• _Brief_: Where in the entries below does "bytes" appear? Copy every line that has it.

• _Source material_:
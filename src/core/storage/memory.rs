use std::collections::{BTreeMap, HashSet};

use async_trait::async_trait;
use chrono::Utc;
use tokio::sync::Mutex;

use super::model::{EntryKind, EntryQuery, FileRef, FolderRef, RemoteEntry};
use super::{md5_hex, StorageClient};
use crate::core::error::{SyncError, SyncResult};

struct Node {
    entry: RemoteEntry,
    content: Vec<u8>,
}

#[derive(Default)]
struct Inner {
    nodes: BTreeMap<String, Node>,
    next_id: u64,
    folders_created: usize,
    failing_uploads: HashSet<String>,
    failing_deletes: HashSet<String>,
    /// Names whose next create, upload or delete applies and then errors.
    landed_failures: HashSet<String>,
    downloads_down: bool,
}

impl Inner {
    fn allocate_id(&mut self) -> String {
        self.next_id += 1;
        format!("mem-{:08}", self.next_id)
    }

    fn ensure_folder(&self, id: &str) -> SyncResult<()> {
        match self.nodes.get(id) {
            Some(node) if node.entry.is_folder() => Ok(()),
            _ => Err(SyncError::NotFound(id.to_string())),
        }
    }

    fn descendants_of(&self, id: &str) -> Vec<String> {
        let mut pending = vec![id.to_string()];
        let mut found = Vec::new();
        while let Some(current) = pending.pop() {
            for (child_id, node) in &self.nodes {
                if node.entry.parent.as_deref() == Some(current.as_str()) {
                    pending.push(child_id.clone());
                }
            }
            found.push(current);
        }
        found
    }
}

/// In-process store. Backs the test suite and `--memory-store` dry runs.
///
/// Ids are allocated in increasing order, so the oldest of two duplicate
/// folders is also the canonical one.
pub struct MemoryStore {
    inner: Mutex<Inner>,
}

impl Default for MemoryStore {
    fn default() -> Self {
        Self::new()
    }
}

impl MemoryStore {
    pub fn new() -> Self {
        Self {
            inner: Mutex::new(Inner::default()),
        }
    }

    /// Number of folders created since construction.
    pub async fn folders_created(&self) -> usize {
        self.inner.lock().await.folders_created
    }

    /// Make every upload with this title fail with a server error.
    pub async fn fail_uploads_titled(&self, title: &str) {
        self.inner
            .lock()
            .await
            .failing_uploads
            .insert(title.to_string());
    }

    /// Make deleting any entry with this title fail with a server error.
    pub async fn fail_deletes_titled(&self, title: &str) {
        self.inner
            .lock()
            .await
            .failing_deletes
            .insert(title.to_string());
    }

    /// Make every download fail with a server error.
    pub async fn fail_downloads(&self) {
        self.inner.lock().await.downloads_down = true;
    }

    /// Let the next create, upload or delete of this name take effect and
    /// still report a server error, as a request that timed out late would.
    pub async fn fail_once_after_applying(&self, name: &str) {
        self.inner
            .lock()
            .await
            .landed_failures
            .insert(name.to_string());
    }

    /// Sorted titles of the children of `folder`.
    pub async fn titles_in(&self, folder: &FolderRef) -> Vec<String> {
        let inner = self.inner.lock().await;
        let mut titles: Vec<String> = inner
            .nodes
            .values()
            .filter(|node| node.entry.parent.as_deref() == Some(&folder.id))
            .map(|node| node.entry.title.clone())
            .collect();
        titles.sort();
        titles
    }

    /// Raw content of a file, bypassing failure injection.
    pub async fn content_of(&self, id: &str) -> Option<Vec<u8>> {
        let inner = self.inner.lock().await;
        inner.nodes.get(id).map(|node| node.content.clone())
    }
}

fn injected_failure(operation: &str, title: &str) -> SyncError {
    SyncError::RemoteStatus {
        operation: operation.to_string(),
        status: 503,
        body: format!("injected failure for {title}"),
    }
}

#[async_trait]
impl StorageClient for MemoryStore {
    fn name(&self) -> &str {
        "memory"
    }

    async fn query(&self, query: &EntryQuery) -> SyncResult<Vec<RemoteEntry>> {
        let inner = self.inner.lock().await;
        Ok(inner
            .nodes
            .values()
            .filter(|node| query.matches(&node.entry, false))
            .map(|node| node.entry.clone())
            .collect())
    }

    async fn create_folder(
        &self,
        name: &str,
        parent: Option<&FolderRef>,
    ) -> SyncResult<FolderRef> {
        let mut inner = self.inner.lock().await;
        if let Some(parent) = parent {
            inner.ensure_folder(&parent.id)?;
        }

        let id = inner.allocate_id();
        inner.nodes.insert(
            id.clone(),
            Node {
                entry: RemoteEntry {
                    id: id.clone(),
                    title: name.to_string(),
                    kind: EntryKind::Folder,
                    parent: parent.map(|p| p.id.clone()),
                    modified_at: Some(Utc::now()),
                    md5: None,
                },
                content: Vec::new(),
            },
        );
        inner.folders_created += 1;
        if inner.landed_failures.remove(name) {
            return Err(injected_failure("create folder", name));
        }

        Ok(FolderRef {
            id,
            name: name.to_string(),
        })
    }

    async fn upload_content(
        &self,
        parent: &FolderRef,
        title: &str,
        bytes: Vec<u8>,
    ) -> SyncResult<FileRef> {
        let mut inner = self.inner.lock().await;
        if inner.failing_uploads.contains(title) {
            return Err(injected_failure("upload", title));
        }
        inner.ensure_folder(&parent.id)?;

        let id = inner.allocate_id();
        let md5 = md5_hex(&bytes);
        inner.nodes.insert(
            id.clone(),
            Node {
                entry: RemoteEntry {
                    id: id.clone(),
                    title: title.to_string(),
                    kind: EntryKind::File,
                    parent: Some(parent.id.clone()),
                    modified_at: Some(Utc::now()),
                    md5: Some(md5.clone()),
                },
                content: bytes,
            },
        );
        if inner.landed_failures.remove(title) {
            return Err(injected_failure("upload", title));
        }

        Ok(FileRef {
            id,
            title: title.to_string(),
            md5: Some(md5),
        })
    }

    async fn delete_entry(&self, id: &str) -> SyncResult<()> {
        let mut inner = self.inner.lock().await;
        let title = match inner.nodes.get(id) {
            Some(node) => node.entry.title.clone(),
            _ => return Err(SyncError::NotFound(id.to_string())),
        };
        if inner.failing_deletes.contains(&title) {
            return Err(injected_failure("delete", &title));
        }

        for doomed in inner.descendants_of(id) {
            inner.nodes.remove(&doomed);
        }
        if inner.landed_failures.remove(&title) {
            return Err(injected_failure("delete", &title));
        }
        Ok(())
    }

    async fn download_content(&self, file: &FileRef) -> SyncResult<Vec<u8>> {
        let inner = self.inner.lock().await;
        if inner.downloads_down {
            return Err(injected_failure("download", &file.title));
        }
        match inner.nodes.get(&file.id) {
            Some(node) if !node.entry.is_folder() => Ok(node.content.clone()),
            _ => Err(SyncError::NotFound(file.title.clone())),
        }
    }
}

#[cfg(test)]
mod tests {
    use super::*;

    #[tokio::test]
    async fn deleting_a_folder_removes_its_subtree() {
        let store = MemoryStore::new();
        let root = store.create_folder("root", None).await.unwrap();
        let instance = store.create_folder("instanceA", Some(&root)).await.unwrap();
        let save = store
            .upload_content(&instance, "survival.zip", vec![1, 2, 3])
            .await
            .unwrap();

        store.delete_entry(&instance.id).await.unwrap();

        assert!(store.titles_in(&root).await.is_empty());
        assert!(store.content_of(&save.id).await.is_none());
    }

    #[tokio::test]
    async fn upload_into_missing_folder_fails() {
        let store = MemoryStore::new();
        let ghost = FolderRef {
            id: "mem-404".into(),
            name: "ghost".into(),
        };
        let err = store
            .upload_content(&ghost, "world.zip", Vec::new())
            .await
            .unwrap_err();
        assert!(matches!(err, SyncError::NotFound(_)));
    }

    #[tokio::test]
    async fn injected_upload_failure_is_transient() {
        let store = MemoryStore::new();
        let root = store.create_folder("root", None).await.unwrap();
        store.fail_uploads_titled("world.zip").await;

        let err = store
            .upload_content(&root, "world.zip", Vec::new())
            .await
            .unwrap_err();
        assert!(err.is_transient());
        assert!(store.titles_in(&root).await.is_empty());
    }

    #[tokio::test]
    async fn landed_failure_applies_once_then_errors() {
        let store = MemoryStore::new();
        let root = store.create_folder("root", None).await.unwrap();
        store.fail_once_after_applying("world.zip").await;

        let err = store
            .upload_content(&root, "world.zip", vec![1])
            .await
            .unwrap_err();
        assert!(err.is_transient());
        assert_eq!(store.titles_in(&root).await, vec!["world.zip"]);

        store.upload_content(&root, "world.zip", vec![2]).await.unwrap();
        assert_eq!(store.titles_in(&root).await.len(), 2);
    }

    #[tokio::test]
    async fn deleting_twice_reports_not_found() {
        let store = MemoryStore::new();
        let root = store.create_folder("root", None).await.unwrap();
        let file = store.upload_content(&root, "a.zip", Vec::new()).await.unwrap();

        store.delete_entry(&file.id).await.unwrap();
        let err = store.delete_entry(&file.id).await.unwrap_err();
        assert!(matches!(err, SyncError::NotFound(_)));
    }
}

• _Task output_:
        bytes: Vec<u8>,
        let md5 = md5_hex(&bytes);
                content: bytes,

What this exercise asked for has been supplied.